The setup required to use the chip in Europe and the US is not in place quite yet. Many shops were reluctant to invest in expensive equipment that would only be used by a small number of customers. A few companies have now decided to push the issue though, so adoption is beginning to become more widespread.
One of the best features of NFC is the way it uses an initiator and a target, the initiator could be the ticket machine or paying point in a shop whilst the target can be an unpowered chip, allowing it to be included in items such as cards, keychains and so on, enabling it to draw it’s power from the initiator.
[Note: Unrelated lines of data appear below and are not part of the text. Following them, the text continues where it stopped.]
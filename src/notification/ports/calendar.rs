//! Calendar provider port.

use crate::auth::EmailAddress;
use crate::notification::domain::CalendarEvent;
use async_trait::async_trait;
use std::fmt;
use std::sync::Arc;
use thiserror::Error;

/// Application access token issued by the calendar provider.
#[derive(Clone, PartialEq, Eq)]
pub struct AccessToken(String);

impl AccessToken {
    /// Wraps a raw bearer token.
    #[must_use]
    pub fn new(value: impl Into<String>) -> Self {
        Self(value.into())
    }

    /// Returns the raw bearer token.
    #[must_use]
    pub fn secret(&self) -> &str {
        &self.0
    }
}

impl fmt::Debug for AccessToken {
    fn fmt(&self, f: &mut fmt::Formatter<'_>) -> fmt::Result {
        f.write_str("AccessToken(***)")
    }
}

/// Creates events in users' calendars with application credentials.
#[cfg_attr(test, mockall::automock)]
#[async_trait]
pub trait CalendarProvider: Send + Sync {
    /// Acquires an application access token.
    ///
    /// # Errors
    ///
    /// Returns [`CalendarError`] when the provider refuses the credentials.
    async fn acquire_token(&self) -> Result<AccessToken, CalendarError>;

    /// Creates `event` in the calendar of `mailbox`.
    ///
    /// # Errors
    ///
    /// Returns [`CalendarError`] when the provider rejects the event.
    async fn create_event(
        &self,
        token: &AccessToken,
        mailbox: &EmailAddress,
        event: &CalendarEvent,
    ) -> Result<(), CalendarError>;
}

/// Errors returned by [`CalendarProvider`] implementations.
#[derive(Debug, Clone, Error)]
pub enum CalendarError {
    /// No access token could be acquired.
    #[error("could not acquire access token: {0}")]
    Token(String),

    /// The provider answered with a non-success status.
    #[error("calendar provider returned {status}: {body}")]
    Rejected {
        /// HTTP status code.
        status: u16,
        /// Response body.
        body: String,
    },

    /// The request could not be sent or its response decoded.
    #[error("calendar transport error: {0}")]
    Transport(Arc<dyn std::error::Error + Send + Sync>),
}

impl CalendarError {
    /// Wraps a transport error.
    pub fn transport(err: impl std::error::Error + Send + Sync + 'static) -> Self {
        Self::Transport(Arc::new(err))
    }
}
//! Reminder trigger, assignment email and calendar event handlers.

use super::{ApiError, AppState, Backend, CurrentActor, JsonBody};
use crate::auth::EmailAddress;
use crate::notification::domain::{AssignmentDetails, CalendarEventRequest, DualEventStatus};
use axum::{
    Extension, Json,
    extract::State,
    http::{HeaderMap, StatusCode},
};
use chrono::NaiveDate;
use serde::{Deserialize, Serialize};
use std::sync::Arc;

/// Header carrying the shared cron secret.
pub const CRON_SECRET_HEADER: &str = "x-cron-secret";

/// Response of the reminder trigger.
#[derive(Debug, Serialize)]
pub(crate) struct ReminderResponse {
    success: bool,
    message: String,
    sent: usize,
    skipped: usize,
    failed: usize,
}

/// Generic success response.
#[derive(Debug, Serialize)]
pub(crate) struct SuccessResponse {
    success: bool,
    message: String,
}

/// Body of `POST /api/send-assignment-email`.
#[derive(Debug, Deserialize)]
#[serde(rename_all = "camelCase")]
pub(crate) struct AssignmentEmailBody {
    #[serde(default)]
    email: Option<String>,
    title: String,
    #[serde(default)]
    description: Option<String>,
    #[serde(default)]
    due_date: Option<NaiveDate>,
}

/// Body of `POST /api/create-calendar-event`.
#[derive(Debug, Deserialize)]
#[serde(rename_all = "camelCase")]
pub(crate) struct CalendarEventBody {
    title: String,
    #[serde(default)]
    description: Option<String>,
    #[serde(default)]
    due_date: Option<NaiveDate>,
    #[serde(default)]
    assignee_email: Option<String>,
}

#[tracing::instrument(skip(state, headers))]
pub(crate) async fn send_reminders<K: Backend>(
    State(state): State<Arc<AppState<K>>>,
    headers: HeaderMap,
) -> Result<Json<ReminderResponse>, ApiError> {
    if let Some(expected) = &state.cron_secret {
        let provided = headers
            .get(CRON_SECRET_HEADER)
            .and_then(|value| value.to_str().ok());
        if provided != Some(expected.as_str()) {
            return Err(ApiError::Unauthorized);
        }
    }
    let summary = state.reminders.run().await?;
    Ok(Json(ReminderResponse {
        success: true,
        message: summary.message(),
        sent: summary.sent,
        skipped: summary.skipped,
        failed: summary.failed,
    }))
}

#[tracing::instrument(skip(state, body))]
pub(crate) async fn send_assignment_email<K: Backend>(
    State(state): State<Arc<AppState<K>>>,
    JsonBody(body): JsonBody<AssignmentEmailBody>,
) -> Result<Json<SuccessResponse>, ApiError> {
    let recipient = required_email(body.email, "Recipient email is required")?;
    let details = AssignmentDetails {
        recipient,
        title: body.title,
        description: body.description,
        due_date: body.due_date,
    };
    state.assignment.send(&details).await?;
    Ok(Json(SuccessResponse {
        success: true,
        message: "Email sent successfully".to_owned(),
    }))
}

#[tracing::instrument(skip(state, current, body))]
pub(crate) async fn create_calendar_event<K: Backend>(
    State(state): State<Arc<AppState<K>>>,
    Extension(current): Extension<CurrentActor>,
    body: Result<JsonBody<CalendarEventBody>, ApiError>,
) -> Result<(StatusCode, Json<SuccessResponse>), ApiError> {
    let actor = current.require()?;
    let creator = actor.email().cloned().ok_or(ApiError::Unauthorized)?;
    let JsonBody(body) = body?;
    if body.title.trim().is_empty() {
        return Err(ApiError::BadRequest("Title is required".to_owned()));
    }
    let assignee = required_email(body.assignee_email, "Assignee email is required")?;
    let due_date = body
        .due_date
        .ok_or_else(|| ApiError::BadRequest("Due date is required".to_owned()))?;
    let Some(calendar) = &state.calendar else {
        return Err(ApiError::Internal(
            "calendar integration is not configured".to_owned(),
        ));
    };

    let request = CalendarEventRequest {
        title: body.title,
        description: body.description,
        due_date,
        assignee,
        creator,
    };
    let status = calendar.create_events(&request).await?;
    let code = match status {
        DualEventStatus::AllCreated => StatusCode::OK,
        DualEventStatus::AssigneeFailed(_) | DualEventStatus::CreatorFailed(_) => {
            StatusCode::MULTI_STATUS
        }
        DualEventStatus::BothFailed => return Err(ApiError::Internal(status.to_string())),
    };
    Ok((
        code,
        Json(SuccessResponse {
            success: code == StatusCode::OK,
            message: status.to_string(),
        }),
    ))
}

fn required_email(raw: Option<String>, missing: &str) -> Result<EmailAddress, ApiError> {
    let value = raw
        .filter(|value| !value.trim().is_empty())
        .ok_or_else(|| ApiError::BadRequest(missing.to_owned()))?;
    EmailAddress::new(value).map_err(|err| ApiError::BadRequest(err.to_string()))
}
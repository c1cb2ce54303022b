//! Shared service fixture for task lifecycle tests.

use std::sync::Arc;

use crate::auth::{Actor, EmailAddress, Role};
use crate::board::{
    adapters::memory::InMemoryBoardRepository,
    domain::{Column, ColumnId},
    services::{BoardService, CreateBoardRequest},
};
use crate::task::{
    adapters::memory::InMemoryTaskRepository,
    domain::{ReminderInterval, Task},
    services::{CreateTaskRequest, TaskLifecycleService},
};
use crate::test_support::FixedClock;

pub type TestService =
    TaskLifecycleService<InMemoryTaskRepository, InMemoryBoardRepository, FixedClock>;

pub struct Harness {
    pub service: TestService,
    pub tasks: Arc<InMemoryTaskRepository>,
    pub boards: Arc<InMemoryBoardRepository>,
    pub clock: FixedClock,
    pub columns: Vec<Column>,
}

impl Harness {
    pub async fn new() -> Self {
        let clock = FixedClock::default();
        let tasks = Arc::new(InMemoryTaskRepository::new());
        let boards = Arc::new(InMemoryBoardRepository::new());
        let created = BoardService::new(Arc::clone(&boards), Arc::new(clock.clone()))
            .create_board(CreateBoardRequest::new("owner_1", "Sprint"))
            .await
            .expect("board creation should succeed");
        let service = TaskLifecycleService::new(
            Arc::clone(&tasks),
            Arc::clone(&boards),
            Arc::new(clock.clone()),
        );
        Self {
            service,
            tasks,
            boards,
            clock,
            columns: created.columns,
        }
    }

    pub fn column(&self, title: &str) -> ColumnId {
        self.columns
            .iter()
            .find(|column| column.title().as_str() == title)
            .map(Column::id)
            .expect("default column should exist")
    }

    pub async fn add(&self, column: &str, title: &str, reminder: ReminderInterval) -> Task {
        self.service
            .create(
                self.column(column),
                CreateTaskRequest::new(title).with_reminder(reminder),
                Some(&admin()),
            )
            .await
            .expect("task creation should succeed")
    }

    pub async fn titles_in(&self, column: &str) -> Vec<String> {
        self.service
            .tasks_in_column(self.column(column))
            .await
            .expect("listing should succeed")
            .iter()
            .map(|task| task.title().as_str().to_owned())
            .collect()
    }
}

pub fn admin() -> Actor {
    Actor::new(
        "user_admin",
        Some(EmailAddress::new("admin@example.com").expect("valid email")),
        Role::Admin,
    )
}

pub fn member() -> Actor {
    Actor::new("user_member", None, Role::Member)
}
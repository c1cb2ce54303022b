//! Route tests for task creation, edits, moves and history.

use axum::http::StatusCode;
use rstest::rstest;
use serde_json::{Value, json};

use super::harness::{TestApp, admin_token, column_id, member_token};

async fn board_with_task(app: &TestApp) -> (Value, Value) {
    let token = admin_token();
    let board = app.create_board(&token).await;
    let to_do = column_id(&board, "To Do");
    let task = app
        .create_task(
            &token,
            &to_do,
            json!({
                "title": "Write changelog",
                "assignee": "dev@example.com",
                "due_date": "2026-03-09",
                "priority": "high",
                "reminder": "1 hour"
            }),
        )
        .await;
    (board, task)
}

fn task_uri(task: &Value, suffix: &str) -> String {
    format!(
        "/api/tasks/{}{suffix}",
        task["id"].as_str().expect("task id")
    )
}

#[rstest]
#[tokio::test(flavor = "multi_thread")]
async fn created_task_schedules_reminder_and_notifies() {
    let app = TestApp::new();

    let (_, task) = board_with_task(&app).await;

    assert_eq!(task["reminder"], "1 hour");
    assert_eq!(task["priority"], "high");
    assert!(task["next_reminder_at"].is_string());
    assert_eq!(app.mailer.sent().len(), 1);
    assert_eq!(app.calendar.events().len(), 2);
}

#[rstest]
#[tokio::test(flavor = "multi_thread")]
async fn create_task_validates_fields() {
    let app = TestApp::new();
    let token = admin_token();
    let board = app.create_board(&token).await;
    let to_do = column_id(&board, "To Do");

    let (blank, _) = app
        .send(
            "POST",
            &format!("/api/columns/{to_do}/tasks"),
            Some(&token),
            Some(json!({ "title": " " })),
        )
        .await;
    let (bad_email, _) = app
        .send(
            "POST",
            &format!("/api/columns/{to_do}/tasks"),
            Some(&token),
            Some(json!({ "title": "Ok", "assignee": "nobody" })),
        )
        .await;
    let (anonymous, _) = app
        .send(
            "POST",
            &format!("/api/columns/{to_do}/tasks"),
            None,
            Some(json!({ "title": "Ok" })),
        )
        .await;

    assert_eq!(blank, StatusCode::BAD_REQUEST);
    assert_eq!(bad_email, StatusCode::BAD_REQUEST);
    assert_eq!(anonymous, StatusCode::UNAUTHORIZED);
}

#[rstest]
#[case::anonymous(None, StatusCode::UNAUTHORIZED)]
#[case::member(Some(member_token()), StatusCode::FORBIDDEN)]
#[case::admin(Some(admin_token()), StatusCode::OK)]
#[tokio::test(flavor = "multi_thread")]
async fn task_edits_need_an_elevated_role(
    #[case] token: Option<String>,
    #[case] expected: StatusCode,
) {
    let app = TestApp::new();
    let (_, task) = board_with_task(&app).await;

    let (status, _) = app
        .send(
            "PATCH",
            &task_uri(&task, ""),
            token.as_deref(),
            Some(json!({ "priority": "low" })),
        )
        .await;

    assert_eq!(status, expected);
}

#[rstest]
#[tokio::test(flavor = "multi_thread")]
async fn unknown_task_edit_is_not_found() {
    let app = TestApp::new();

    let (status, _) = app
        .send(
            "PATCH",
            &format!("/api/tasks/{}", uuid::Uuid::new_v4()),
            Some(&admin_token()),
            Some(json!({ "title": "New" })),
        )
        .await;

    assert_eq!(status, StatusCode::NOT_FOUND);
}

#[rstest]
#[tokio::test(flavor = "multi_thread")]
async fn null_clears_and_omission_keeps_fields() {
    let app = TestApp::new();
    let (_, task) = board_with_task(&app).await;

    let (status, updated) = app
        .send(
            "PATCH",
            &task_uri(&task, ""),
            Some(&admin_token()),
            Some(json!({ "due_date": null })),
        )
        .await;

    assert_eq!(status, StatusCode::OK);
    assert!(updated["due_date"].is_null());
    assert!(updated["next_reminder_at"].is_null());
    assert_eq!(updated["assignee"], "dev@example.com");
    assert_eq!(updated["title"], "Write changelog");
}

#[rstest]
#[tokio::test(flavor = "multi_thread")]
async fn moves_report_whether_the_store_changed() {
    let app = TestApp::new();
    let token = admin_token();
    let (board, task) = board_with_task(&app).await;
    let done = column_id(&board, "Done");
    let to_do = column_id(&board, "To Do");

    let (status, moved) = app
        .send(
            "POST",
            &task_uri(&task, "/move"),
            Some(&token),
            Some(json!({ "column_id": done, "index": 0 })),
        )
        .await;
    let (_, back) = app
        .send(
            "POST",
            &task_uri(&task, "/move"),
            Some(&token),
            Some(json!({ "column_id": to_do, "index": 0 })),
        )
        .await;

    assert_eq!(status, StatusCode::OK);
    assert_eq!(moved["moved"], true);
    assert!(moved["task"]["next_reminder_at"].is_null());
    assert_eq!(back["moved"], false);
    assert!(back.get("task").is_none());
}

#[rstest]
#[tokio::test(flavor = "multi_thread")]
async fn history_lists_newest_first() {
    let app = TestApp::new();
    let token = admin_token();
    let (_, task) = board_with_task(&app).await;
    app.send(
        "PATCH",
        &task_uri(&task, ""),
        Some(&token),
        Some(json!({ "title": "Publish changelog" })),
    )
    .await;

    let (status, history) = app
        .send("GET", &task_uri(&task, "/history"), Some(&token), None)
        .await;

    assert_eq!(status, StatusCode::OK);
    let descriptions: Vec<&str> = history
        .as_array()
        .expect("history should be a list")
        .iter()
        .filter_map(|entry| entry["description"].as_str())
        .collect();
    assert_eq!(descriptions, ["updated title", "created"]);
}

#[rstest]
#[case::missing_title("POST", "tasks", json!({ "description": "x" }))]
#[case::unknown_priority("POST", "tasks", json!({ "title": "Ok", "priority": "urgent" }))]
#[case::mistyped_patch("PATCH", "task", json!({ "priority": 5 }))]
#[case::move_without_index("POST", "move", json!({ "column_id": uuid::Uuid::new_v4() }))]
#[tokio::test(flavor = "multi_thread")]
async fn malformed_task_bodies_are_bad_requests(
    #[case] method: &str,
    #[case] target: &str,
    #[case] body: Value,
) {
    let app = TestApp::new();
    let (board, task) = board_with_task(&app).await;
    let uri = match target {
        "tasks" => format!("/api/columns/{}/tasks", column_id(&board, "To Do")),
        "move" => task_uri(&task, "/move"),
        _ => task_uri(&task, ""),
    };

    let (status, response) = app
        .send(method, &uri, Some(&admin_token()), Some(body))
        .await;

    assert_eq!(status, StatusCode::BAD_REQUEST);
    assert!(response["error"].is_string(), "expected JSON error, got {response}");
}

#[rstest]
#[tokio::test(flavor = "multi_thread")]
async fn caller_is_checked_before_the_body() {
    let app = TestApp::new();
    let (_, task) = board_with_task(&app).await;

    let (status, _) = app
        .send(
            "PATCH",
            &task_uri(&task, ""),
            None,
            Some(json!({ "priority": 5 })),
        )
        .await;

    assert_eq!(status, StatusCode::UNAUTHORIZED);
}
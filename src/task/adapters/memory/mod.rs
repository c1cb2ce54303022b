//! In-memory adapters for task ports.

mod task;

pub use task::InMemoryTaskRepository;
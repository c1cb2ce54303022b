//! Caller identity for board operations.
//!
//! Identity and session management belong to the external identity
//! provider. This module only verifies the bearer tokens it issues and maps
//! their claims onto an [`Actor`] with a [`Role`].

mod actor;
mod token;

pub use actor::{Actor, EmailAddress, InvalidEmailAddress, Role};
pub use token::{Claims, TokenError, TokenVerifier, sign_claims};
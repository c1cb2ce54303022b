//! In-memory adapters for board persistence.

mod board;

pub use board::InMemoryBoardRepository;
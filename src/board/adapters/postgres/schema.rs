//! Diesel schema for board persistence.

diesel::table! {
    /// Board records.
    boards (id) {
        /// Board identifier.
        id -> Uuid,
        /// Board title.
        #[max_length = 255]
        title -> Varchar,
        /// CSS color token.
        #[max_length = 64]
        color -> Varchar,
        /// Identity-provider id of the owner.
        #[max_length = 255]
        owner_id -> Varchar,
        /// Creation timestamp.
        created_at -> Timestamptz,
        /// Last edit timestamp.
        updated_at -> Timestamptz,
    }
}

diesel::table! {
    /// Column records.
    board_columns (id) {
        /// Column identifier.
        id -> Uuid,
        /// Owning board.
        board_id -> Uuid,
        /// Column title.
        #[max_length = 255]
        title -> Varchar,
        /// Display position within the board.
        sort_order -> Int4,
    }
}

diesel::joinable!(board_columns -> boards (board_id));
diesel::allow_tables_to_appear_in_same_query!(boards, board_columns);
The technology is still absent from many recent phones, so you won’t be seeing it just yet in the likes of the Nokia E6, but it is making an appearance in some top of the line phones. Samsung and Google’s Nexus S is an interesting example, because the original Galaxy S – which the Nexus S is very strongly related to – lacked this ability suggesting it was Google who thought it was an important addition.
This could also be connected to the unexpected absence of a microSD slot on the Nexus S, something Android users have become accustomed to (and a feature incorporated into the Galaxy S), in order to increase the phone’s internal memory.
Some of the technologies being demonstrated at the recent MWC, Mobile World Congress, were based on the niche created by phones like the Samsung Galaxy Ace and the HTC Wildfire S lacking NFC technology.
The first of these is from Visa, who, similar to Google, chose to take steps to push the adoption of NFC technology. It utilises a card that fits into the microSD slot of the HTC Wildfire S & communicates with apps on your phone to give complete NFC functionality. While this denies you the use of the slot temporarily, the ease with which microSD cards can be swapped, even in phones which do not allow ‘hotswapping’, should not make this much of a problem.
The impact of this technology should be significant as almost all retail businesses will very quickly move to allow this option. In addition, services such as public transport will have to build card readers which will make paying for tickets far more efficient for consumers.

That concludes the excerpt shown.